In a preferred embodiment, the parameter adjuster is configured to leave a
rendering
coefficient, which is within a tolerance interval determined in dependence on
the average
over the rendering coefficients, unchanged, and to selectively set a rendering
coefficient,
which is larger than an upper boundary value of the tolerance interval to a
value which is
smaller than or equal to the upper boundary value, and to selectively set a
rendering
coefficient, which is smaller than a lower boundary value of the tolerance
interval to a
value which is larger than or equal to the lower boundary value.
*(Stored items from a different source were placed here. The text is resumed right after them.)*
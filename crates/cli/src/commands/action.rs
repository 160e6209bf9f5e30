// SPDX-License-Identifier: BUSL-1.1
// Copyright (c) 2026 Alfred Jean LLC

//! `grove action <name> <plan>` — recipe actions (recipe expansion,
//! templated multi-job generation) are out of scope for this engine.
//! This command exists so the subcommand resolves to a clear, actionable
//! error rather than "unknown subcommand", pointing at the external
//! collaborator that owns recipes.

use crate::exit_error::ExitError;
use anyhow::Result;
use clap::Args;

#[derive(Args, Debug)]
pub struct ActionArgs {
    /// The recipe action to invoke.
    pub name: String,
    /// Plan to act on.
    pub plan: String,
}

pub fn run(args: ActionArgs) -> Result<()> {
    Err(ExitError::new(
        1,
        format!(
            "action {:?} is not implemented by this engine; recipe actions are expanded by an \
             external collaborator and land as jobs added with `grove add --type ...` (plan {:?})",
            args.name, args.plan
        ),
    )
    .into())
}
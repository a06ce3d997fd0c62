//! Token module
//!
//! This module contains the placeholders a replace template may use, the
//! per-kind contextual lookups, and the resolver that turns a template into
//! one literal replacement per item.

mod context;
mod resolver;
mod sanitize;
mod token;

pub use context::ContextTokens;
pub use resolver::{RunContext, TokenResolver, generic_tokens};
pub use sanitize::sanitize_replace;
pub use token::{Token, merge_tokens};
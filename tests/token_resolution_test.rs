use chrono::NaiveDate;

use namesmith::hosts::ManifestItem;
use namesmith::item::{ItemKind, RenameTarget, Selection};
use namesmith::tokens::{ContextTokens, RunContext, TokenResolver, sanitize_replace};

fn fixed_context() -> RunContext {
    let now = NaiveDate::from_ymd_opt(2024, 2, 21)
        .unwrap()
        .and_hms_opt(15, 7, 0)
        .unwrap();
    RunContext::new(now, "feature", "kieran")
}

fn resolver_for(items: &mut [ManifestItem], lookup: ContextTokens) -> TokenResolver {
    let selection = Selection::new(
        items
            .iter_mut()
            .map(|item| item as &mut dyn RenameTarget)
            .collect(),
    );
    TokenResolver::new(&fixed_context(), &selection, lookup)
}

#[test]
fn test_generic_tokens_resolve() {
    let mut items = vec![ManifestItem::new("clip", ItemKind::Clip)];
    let resolver = resolver_for(&mut items, ContextTokens::None);

    assert_eq!(
        resolver.resolve_for_item(0, "<YYYY>-<MM>-<DD>_<HH><mm>_<hh><pp>"),
        "2024-02-21_1507_03pm"
    );
    assert_eq!(resolver.resolve_for_item(0, "<YY><PP>"), "24PM");
    assert_eq!(resolver.resolve_for_item(0, "<project>_<user>"), "feature_kieran");
}

#[test]
fn test_resolution_is_idempotent_once_resolved() {
    let mut items = vec![ManifestItem::new("clip", ItemKind::Clip)];
    let resolver = resolver_for(&mut items, ContextTokens::None);

    let once = resolver.resolve_for_item(0, "v_<YYYY>");
    assert_eq!(resolver.resolve_for_item(0, &once), once);
}

#[test]
fn test_unknown_placeholder_is_left_alone() {
    let mut items = vec![ManifestItem::new("clip", ItemKind::Clip)];
    let resolver = resolver_for(&mut items, ContextTokens::None);

    assert_eq!(resolver.resolve_for_item(0, "<nope>_<user>"), "<nope>_kieran");
}

#[test]
fn test_contextual_tokens_per_item() {
    let mut items = vec![
        ManifestItem::new("a", ItemKind::Segment).with_context("sh010"),
        ManifestItem::new("b", ItemKind::Segment).with_context("sh020"),
        ManifestItem::new("c", ItemKind::Segment),
    ];
    let resolver = resolver_for(&mut items, ContextTokens::ShotName);

    assert_eq!(
        resolver.resolve_all("<shot name>_comp"),
        vec!["sh010_comp", "sh020_comp", "_comp"]
    );
}

#[test]
fn test_available_tokens_come_from_first_item() {
    let mut items = vec![
        ManifestItem::new("a", ItemKind::Clip).with_context("ACEScg"),
        ManifestItem::new("b", ItemKind::Clip).with_context("Rec.709"),
    ];
    let resolver = resolver_for(&mut items, ContextTokens::ColourSpace);

    let tokens = resolver.available_tokens();
    let colour = tokens
        .iter()
        .find(|token| token.placeholder == "<colour space>")
        .expect("colour space token");

    assert_eq!(tokens.len(), 12);
    assert_eq!(colour.value.as_deref(), Some("ACEScg"));
}

#[test]
fn test_empty_selection_offers_generic_tokens_only() {
    let mut items: Vec<ManifestItem> = Vec::new();
    let resolver = resolver_for(&mut items, ContextTokens::ShotName);

    assert!(resolver.is_empty());
    assert_eq!(resolver.available_tokens().len(), 11);
    assert!(resolver.resolve_all("<user>").is_empty());
}

#[test]
fn test_sanitize_keeps_token_brackets() {
    assert_eq!(sanitize_replace("<user>|a/b\\c+d*e'f;g`h"), "<user>_a_b_c_d_e_f_g_h");
}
Accordingly,
a very
simple mechanism is established for adjusting the rendering coefficients,
wherein this
simple mechanism still allows to obtain adjusted rendering coefficients, which
avoid an
excessive distortion of the upmix signal representation which would be caused
by the use
of non-optimal rendering parameters that are strongly different from the
average value.
In a preferred embodiment, the parameter adjuster is configured to iteratively
select a
respective one of the rendering coefficients, which comprises a maximum
deviation from
the average over the rendering coefficients in the respective iteration, and
to bring the
selected one of the rendering coefficients closer to the average over the
rendering
coefficients. Accordingly, the rendering parameters which are outside of a
tolerance
interval determined in dependence on the average over the rendering
coefficients are
iteratively brought into the tolerance interval. Thus, the rendering
parameters are adjusted
in dependence on the average value such that a distortion of the upmix signal
representation caused by the use of non-optimal rendering parameters is
typically reduced
(at least for input rendering parameters deviating from optimal rendering
parameters by
more than a predetermined deviation).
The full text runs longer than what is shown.